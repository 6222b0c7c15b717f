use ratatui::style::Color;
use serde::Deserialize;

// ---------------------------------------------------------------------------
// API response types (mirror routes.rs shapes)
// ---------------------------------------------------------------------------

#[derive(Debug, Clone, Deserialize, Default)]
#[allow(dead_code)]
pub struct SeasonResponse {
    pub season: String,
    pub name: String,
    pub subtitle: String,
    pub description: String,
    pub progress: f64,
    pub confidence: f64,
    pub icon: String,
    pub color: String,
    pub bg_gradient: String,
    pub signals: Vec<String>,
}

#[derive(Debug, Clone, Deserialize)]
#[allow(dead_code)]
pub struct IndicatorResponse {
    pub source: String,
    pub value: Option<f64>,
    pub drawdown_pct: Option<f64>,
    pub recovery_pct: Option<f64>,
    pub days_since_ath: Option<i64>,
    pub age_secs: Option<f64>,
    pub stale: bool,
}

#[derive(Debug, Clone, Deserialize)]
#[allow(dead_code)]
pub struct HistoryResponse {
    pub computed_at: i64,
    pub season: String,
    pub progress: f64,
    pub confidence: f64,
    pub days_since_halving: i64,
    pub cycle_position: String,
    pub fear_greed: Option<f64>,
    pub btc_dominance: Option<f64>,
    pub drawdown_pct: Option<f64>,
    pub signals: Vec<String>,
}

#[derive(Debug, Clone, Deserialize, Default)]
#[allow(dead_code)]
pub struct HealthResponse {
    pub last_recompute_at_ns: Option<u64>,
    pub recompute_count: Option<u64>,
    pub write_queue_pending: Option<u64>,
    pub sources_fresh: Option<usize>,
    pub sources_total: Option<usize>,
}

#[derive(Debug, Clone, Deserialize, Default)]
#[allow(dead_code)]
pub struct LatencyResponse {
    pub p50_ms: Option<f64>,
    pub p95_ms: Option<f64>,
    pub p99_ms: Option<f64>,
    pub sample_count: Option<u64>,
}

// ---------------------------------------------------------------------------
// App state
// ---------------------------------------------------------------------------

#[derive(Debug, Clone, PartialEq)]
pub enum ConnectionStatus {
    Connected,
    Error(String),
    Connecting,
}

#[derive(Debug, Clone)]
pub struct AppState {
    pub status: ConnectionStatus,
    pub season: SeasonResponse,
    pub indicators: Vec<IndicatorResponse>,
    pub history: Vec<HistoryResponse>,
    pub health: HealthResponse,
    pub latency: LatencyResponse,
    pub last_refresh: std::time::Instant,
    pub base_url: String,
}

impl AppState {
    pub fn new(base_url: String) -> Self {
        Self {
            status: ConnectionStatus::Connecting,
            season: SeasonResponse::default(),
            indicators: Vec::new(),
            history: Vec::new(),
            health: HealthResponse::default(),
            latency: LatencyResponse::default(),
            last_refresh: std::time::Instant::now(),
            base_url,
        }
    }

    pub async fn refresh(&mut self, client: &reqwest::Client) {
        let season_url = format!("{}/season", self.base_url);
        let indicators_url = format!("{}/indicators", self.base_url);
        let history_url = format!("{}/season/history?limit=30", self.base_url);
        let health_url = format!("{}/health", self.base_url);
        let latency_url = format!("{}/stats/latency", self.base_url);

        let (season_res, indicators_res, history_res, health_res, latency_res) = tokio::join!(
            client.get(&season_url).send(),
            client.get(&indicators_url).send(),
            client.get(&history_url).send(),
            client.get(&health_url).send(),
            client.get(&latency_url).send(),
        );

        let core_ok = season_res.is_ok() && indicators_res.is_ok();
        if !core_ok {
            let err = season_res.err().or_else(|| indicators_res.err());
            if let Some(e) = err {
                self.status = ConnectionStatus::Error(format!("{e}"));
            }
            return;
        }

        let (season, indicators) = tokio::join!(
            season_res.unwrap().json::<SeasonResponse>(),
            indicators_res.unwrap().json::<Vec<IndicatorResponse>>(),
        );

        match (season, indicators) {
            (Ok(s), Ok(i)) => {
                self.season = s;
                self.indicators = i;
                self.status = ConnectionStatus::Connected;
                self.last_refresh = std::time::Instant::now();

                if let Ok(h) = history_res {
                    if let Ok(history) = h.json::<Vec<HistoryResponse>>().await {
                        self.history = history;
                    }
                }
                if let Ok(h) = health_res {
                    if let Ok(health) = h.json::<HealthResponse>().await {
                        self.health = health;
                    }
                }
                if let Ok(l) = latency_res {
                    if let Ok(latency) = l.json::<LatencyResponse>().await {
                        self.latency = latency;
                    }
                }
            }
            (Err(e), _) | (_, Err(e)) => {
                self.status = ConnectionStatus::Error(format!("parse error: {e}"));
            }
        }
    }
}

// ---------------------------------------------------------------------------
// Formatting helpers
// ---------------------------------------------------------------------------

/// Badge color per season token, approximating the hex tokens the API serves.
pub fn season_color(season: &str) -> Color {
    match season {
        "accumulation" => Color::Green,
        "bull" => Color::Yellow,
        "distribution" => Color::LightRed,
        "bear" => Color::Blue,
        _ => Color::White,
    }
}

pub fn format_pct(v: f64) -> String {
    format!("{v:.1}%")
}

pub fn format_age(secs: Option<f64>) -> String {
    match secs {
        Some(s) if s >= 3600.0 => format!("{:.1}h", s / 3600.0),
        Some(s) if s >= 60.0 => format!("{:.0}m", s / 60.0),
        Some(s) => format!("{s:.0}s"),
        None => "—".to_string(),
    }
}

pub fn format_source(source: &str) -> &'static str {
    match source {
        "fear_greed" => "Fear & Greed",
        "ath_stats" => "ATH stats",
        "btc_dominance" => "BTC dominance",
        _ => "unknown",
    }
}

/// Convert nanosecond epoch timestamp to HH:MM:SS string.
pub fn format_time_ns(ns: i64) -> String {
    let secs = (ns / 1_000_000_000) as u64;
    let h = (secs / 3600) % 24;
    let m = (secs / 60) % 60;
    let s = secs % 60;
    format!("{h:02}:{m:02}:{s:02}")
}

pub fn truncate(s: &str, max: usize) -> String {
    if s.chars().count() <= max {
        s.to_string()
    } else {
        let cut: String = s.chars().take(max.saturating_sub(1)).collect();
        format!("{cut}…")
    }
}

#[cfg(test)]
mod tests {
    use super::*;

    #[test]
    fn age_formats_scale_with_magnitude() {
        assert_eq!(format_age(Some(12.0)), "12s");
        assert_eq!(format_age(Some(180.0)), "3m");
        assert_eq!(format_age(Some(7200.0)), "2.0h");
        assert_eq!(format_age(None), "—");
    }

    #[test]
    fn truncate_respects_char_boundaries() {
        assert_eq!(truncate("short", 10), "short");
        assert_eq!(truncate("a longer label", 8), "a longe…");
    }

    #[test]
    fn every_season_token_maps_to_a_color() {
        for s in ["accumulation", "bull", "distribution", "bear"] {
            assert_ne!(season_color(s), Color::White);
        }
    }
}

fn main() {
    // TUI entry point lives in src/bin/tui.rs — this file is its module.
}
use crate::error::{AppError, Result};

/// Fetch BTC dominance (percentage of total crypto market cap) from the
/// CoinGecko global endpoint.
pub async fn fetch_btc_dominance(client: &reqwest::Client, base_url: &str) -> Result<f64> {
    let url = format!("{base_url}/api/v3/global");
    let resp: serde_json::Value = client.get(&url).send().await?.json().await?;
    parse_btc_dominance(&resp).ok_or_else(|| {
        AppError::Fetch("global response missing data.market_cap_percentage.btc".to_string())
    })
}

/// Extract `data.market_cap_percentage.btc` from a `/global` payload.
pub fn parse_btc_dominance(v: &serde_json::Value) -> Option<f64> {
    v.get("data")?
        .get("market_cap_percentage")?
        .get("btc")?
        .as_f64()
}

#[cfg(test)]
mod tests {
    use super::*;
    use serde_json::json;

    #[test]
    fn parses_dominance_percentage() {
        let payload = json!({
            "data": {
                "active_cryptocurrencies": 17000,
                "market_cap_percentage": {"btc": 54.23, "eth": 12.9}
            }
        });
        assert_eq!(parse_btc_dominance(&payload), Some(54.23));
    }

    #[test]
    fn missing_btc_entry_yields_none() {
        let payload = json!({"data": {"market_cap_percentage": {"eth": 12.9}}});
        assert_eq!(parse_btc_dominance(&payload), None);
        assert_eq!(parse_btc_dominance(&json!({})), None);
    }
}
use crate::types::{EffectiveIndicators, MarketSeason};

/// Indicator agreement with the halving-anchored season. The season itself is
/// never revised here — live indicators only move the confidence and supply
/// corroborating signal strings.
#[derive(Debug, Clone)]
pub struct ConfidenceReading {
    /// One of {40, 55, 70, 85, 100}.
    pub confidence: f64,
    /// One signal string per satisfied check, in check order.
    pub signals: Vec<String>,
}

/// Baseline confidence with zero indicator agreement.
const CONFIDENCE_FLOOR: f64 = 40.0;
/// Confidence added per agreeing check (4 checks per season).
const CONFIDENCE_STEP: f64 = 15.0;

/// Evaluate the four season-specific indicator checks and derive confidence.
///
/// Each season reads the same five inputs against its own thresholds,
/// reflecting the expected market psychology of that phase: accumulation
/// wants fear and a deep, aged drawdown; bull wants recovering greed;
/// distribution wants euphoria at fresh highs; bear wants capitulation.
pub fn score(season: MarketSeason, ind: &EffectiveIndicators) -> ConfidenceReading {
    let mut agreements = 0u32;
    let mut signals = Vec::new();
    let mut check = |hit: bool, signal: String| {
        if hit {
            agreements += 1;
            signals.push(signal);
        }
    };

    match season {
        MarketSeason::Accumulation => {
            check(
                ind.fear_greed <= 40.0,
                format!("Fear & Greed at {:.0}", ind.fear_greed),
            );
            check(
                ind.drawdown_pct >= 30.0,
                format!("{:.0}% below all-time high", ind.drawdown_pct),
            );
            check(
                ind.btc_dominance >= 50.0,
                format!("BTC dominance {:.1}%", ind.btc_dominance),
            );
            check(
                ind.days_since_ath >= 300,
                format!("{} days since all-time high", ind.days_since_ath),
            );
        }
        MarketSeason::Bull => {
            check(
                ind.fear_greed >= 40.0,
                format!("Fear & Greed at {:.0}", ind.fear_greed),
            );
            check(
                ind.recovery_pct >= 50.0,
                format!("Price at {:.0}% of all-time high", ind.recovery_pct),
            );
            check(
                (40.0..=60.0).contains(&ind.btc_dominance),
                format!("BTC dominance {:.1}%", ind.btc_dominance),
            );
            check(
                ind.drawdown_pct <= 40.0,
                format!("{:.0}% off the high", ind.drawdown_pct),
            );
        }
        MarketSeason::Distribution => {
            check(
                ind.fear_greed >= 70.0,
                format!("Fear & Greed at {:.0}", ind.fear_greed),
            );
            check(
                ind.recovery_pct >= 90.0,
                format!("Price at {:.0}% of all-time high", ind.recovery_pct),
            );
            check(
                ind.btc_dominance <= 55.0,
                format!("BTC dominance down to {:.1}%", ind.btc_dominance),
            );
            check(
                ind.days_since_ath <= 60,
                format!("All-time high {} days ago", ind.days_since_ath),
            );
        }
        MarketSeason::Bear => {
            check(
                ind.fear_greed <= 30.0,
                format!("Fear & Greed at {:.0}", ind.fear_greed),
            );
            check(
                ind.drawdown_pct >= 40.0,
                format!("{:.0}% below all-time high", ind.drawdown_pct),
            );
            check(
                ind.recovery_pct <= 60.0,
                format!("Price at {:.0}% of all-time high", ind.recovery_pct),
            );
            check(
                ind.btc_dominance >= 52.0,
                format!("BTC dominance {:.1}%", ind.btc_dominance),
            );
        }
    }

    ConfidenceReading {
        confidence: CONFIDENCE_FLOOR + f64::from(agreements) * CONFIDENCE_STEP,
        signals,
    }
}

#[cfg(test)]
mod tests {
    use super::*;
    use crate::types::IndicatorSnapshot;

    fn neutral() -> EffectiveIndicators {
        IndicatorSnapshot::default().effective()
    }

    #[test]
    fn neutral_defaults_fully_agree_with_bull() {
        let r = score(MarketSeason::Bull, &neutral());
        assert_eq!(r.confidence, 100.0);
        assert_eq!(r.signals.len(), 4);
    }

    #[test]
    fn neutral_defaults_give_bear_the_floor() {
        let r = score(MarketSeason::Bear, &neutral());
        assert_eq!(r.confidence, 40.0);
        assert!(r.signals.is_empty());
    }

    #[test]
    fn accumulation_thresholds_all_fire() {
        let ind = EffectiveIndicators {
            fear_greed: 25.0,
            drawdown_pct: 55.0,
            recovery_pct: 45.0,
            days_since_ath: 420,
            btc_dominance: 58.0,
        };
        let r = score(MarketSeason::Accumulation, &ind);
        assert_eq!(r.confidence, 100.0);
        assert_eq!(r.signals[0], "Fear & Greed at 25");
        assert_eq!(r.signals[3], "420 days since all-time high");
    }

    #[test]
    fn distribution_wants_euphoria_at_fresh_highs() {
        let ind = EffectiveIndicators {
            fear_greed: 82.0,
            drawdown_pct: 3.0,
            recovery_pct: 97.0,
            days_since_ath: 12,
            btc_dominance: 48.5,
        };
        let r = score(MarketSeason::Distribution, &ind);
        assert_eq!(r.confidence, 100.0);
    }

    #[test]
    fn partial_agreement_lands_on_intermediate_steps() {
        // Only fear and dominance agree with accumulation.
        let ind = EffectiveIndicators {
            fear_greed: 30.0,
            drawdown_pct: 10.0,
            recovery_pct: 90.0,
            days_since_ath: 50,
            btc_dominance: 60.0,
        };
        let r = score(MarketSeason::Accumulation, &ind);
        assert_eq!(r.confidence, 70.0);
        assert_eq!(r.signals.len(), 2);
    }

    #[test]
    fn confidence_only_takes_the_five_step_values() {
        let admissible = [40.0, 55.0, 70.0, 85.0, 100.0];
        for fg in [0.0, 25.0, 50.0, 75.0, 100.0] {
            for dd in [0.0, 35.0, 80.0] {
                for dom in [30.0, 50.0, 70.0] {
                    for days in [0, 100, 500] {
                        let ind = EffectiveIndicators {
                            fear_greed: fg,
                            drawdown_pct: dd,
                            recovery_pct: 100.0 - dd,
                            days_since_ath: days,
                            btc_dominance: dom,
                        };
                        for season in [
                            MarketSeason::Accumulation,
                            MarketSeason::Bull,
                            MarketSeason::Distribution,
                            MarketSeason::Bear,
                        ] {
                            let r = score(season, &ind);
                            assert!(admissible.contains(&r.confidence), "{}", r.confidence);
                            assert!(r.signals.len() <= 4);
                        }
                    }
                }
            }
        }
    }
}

◇ ◇ ◇

What to produce –
What must be returned is only the number of lines in the records that hold the word "client".

Solution below –
8